Stored items:
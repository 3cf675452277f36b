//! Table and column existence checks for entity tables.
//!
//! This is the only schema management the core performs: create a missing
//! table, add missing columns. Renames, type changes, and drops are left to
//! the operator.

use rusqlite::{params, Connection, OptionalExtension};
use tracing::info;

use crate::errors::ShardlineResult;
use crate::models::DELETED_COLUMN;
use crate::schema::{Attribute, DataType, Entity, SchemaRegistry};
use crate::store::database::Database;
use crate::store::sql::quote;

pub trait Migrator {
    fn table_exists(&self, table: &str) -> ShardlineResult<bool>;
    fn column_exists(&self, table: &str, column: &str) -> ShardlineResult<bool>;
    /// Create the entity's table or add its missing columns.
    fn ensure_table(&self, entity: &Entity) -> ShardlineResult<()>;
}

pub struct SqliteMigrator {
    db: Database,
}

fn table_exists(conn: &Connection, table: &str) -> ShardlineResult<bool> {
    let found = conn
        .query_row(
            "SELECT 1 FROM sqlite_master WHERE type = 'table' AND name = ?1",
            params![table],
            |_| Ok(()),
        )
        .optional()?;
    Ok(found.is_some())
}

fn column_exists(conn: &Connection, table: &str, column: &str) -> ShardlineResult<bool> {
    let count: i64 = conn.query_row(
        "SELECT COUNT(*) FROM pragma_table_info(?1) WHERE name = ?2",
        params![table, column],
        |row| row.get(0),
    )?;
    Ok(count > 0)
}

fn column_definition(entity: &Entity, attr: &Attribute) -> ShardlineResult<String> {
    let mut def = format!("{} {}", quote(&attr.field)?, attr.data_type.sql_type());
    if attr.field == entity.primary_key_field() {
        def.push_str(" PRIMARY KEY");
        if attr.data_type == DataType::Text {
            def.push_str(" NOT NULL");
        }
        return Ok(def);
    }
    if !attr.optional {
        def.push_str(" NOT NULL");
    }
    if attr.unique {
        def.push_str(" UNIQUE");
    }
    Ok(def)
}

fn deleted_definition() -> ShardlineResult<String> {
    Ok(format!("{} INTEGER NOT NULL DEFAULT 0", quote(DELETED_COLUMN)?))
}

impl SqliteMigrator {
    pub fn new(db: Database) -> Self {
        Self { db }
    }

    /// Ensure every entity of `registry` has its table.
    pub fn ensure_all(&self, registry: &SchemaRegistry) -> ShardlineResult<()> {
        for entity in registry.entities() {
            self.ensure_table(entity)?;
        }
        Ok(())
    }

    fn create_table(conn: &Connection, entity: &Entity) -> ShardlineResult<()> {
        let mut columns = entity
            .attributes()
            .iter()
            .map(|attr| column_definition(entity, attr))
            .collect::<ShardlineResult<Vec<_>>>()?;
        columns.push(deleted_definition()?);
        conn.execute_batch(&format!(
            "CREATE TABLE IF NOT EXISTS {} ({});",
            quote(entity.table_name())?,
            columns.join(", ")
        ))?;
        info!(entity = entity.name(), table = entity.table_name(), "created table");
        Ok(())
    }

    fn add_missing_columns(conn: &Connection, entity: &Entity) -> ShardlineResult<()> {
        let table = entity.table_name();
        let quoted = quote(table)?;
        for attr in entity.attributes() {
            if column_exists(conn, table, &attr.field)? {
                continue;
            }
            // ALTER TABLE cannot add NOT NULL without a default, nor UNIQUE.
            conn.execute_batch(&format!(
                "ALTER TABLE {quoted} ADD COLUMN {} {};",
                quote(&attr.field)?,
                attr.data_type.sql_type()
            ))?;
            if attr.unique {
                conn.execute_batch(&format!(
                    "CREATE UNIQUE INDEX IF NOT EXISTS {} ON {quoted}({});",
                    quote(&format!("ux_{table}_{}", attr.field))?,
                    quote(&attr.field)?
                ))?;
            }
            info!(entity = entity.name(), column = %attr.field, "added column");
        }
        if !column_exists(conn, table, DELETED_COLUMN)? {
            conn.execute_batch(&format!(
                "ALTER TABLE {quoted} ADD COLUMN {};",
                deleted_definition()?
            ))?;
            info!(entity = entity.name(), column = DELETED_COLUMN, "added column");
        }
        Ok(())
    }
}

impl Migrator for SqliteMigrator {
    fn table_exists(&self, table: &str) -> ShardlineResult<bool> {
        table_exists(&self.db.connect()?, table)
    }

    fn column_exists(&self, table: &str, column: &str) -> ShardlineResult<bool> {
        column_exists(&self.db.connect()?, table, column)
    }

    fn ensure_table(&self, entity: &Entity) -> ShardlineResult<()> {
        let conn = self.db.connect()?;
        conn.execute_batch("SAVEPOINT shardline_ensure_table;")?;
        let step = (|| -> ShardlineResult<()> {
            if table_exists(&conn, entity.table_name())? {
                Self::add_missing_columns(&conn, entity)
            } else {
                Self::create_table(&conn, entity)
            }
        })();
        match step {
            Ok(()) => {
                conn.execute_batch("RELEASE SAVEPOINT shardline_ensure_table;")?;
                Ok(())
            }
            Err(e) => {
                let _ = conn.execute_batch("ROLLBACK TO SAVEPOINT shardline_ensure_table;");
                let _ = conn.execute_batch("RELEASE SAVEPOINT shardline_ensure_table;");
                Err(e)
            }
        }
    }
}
...
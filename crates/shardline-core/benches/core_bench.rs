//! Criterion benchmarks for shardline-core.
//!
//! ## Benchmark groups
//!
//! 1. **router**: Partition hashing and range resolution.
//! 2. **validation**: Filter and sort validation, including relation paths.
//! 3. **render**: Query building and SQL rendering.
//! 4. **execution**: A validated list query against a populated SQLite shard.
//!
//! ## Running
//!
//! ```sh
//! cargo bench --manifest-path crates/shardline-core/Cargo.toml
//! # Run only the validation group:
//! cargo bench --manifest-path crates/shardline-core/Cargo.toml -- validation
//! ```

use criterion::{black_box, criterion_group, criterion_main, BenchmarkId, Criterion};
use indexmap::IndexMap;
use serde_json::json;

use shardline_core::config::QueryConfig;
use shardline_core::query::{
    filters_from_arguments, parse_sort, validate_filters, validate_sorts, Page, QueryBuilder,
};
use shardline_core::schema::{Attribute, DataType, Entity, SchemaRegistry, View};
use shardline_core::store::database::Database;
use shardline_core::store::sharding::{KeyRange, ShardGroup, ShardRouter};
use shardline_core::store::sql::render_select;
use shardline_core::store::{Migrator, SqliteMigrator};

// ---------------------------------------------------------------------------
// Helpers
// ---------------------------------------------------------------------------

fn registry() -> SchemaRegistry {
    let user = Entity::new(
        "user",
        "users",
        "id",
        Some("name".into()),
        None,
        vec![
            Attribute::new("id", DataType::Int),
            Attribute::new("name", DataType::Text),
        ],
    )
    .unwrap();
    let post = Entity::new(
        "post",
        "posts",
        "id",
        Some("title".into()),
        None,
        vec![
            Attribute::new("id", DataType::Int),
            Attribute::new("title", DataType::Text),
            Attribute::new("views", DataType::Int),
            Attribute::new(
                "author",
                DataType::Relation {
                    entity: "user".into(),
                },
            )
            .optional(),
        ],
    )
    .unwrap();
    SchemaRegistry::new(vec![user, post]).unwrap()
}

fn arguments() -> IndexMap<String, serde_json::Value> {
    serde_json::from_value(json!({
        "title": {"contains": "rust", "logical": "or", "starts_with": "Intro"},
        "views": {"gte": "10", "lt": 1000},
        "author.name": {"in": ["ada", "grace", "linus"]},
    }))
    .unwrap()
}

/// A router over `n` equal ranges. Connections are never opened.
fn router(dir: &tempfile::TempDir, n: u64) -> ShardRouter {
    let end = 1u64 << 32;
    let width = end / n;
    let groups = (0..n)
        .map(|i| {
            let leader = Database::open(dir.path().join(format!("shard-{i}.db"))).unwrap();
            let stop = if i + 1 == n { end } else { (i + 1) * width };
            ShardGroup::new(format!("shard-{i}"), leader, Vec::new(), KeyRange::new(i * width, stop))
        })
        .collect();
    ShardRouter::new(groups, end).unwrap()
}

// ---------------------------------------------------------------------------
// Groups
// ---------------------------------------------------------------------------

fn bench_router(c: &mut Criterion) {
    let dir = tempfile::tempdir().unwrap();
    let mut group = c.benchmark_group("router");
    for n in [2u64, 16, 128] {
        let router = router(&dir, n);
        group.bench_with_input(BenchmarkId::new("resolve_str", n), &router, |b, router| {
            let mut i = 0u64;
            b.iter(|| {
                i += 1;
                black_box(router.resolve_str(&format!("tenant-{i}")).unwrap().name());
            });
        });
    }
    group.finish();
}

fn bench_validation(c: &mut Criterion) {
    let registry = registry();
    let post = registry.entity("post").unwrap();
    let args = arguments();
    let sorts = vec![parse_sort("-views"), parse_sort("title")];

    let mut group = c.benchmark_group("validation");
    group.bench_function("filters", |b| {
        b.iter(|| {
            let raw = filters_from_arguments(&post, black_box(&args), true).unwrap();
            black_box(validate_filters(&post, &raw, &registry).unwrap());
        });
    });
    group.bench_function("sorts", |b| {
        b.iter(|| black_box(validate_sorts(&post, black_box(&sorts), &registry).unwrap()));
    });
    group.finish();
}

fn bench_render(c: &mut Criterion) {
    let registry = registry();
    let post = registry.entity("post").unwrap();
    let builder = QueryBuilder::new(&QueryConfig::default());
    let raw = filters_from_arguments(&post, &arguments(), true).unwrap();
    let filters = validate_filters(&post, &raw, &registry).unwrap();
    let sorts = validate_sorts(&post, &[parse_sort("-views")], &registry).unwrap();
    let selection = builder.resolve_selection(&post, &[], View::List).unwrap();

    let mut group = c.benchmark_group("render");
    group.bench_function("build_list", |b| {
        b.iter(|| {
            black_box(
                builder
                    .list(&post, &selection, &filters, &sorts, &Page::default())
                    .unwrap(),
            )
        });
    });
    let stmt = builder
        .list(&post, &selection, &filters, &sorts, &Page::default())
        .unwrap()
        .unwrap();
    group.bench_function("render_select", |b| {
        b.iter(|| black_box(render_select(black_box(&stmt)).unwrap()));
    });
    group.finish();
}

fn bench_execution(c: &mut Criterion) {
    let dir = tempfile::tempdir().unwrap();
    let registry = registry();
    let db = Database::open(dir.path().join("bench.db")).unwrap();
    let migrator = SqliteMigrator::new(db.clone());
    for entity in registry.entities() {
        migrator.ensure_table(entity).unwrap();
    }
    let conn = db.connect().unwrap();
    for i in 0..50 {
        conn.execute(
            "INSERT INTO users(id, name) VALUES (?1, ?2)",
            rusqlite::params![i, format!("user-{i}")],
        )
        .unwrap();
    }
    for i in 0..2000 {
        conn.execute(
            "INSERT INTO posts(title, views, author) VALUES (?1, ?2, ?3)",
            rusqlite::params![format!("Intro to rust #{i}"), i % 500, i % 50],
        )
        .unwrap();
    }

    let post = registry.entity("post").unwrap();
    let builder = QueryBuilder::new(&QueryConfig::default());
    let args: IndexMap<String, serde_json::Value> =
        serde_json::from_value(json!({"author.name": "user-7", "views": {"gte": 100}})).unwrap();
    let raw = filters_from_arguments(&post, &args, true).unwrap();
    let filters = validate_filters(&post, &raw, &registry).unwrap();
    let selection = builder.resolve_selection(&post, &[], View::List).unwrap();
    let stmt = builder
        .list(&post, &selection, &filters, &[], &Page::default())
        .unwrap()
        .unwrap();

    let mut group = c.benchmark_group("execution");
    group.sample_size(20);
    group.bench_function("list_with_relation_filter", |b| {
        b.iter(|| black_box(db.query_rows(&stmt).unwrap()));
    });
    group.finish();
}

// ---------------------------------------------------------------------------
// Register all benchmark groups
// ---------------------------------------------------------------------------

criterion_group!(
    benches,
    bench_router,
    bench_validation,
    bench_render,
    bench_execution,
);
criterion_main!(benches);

Exercise brief: Copy every line above that holds the word "users".

Solution below:
        "users",
            "INSERT INTO users(id, name) VALUES (?1, ?2)",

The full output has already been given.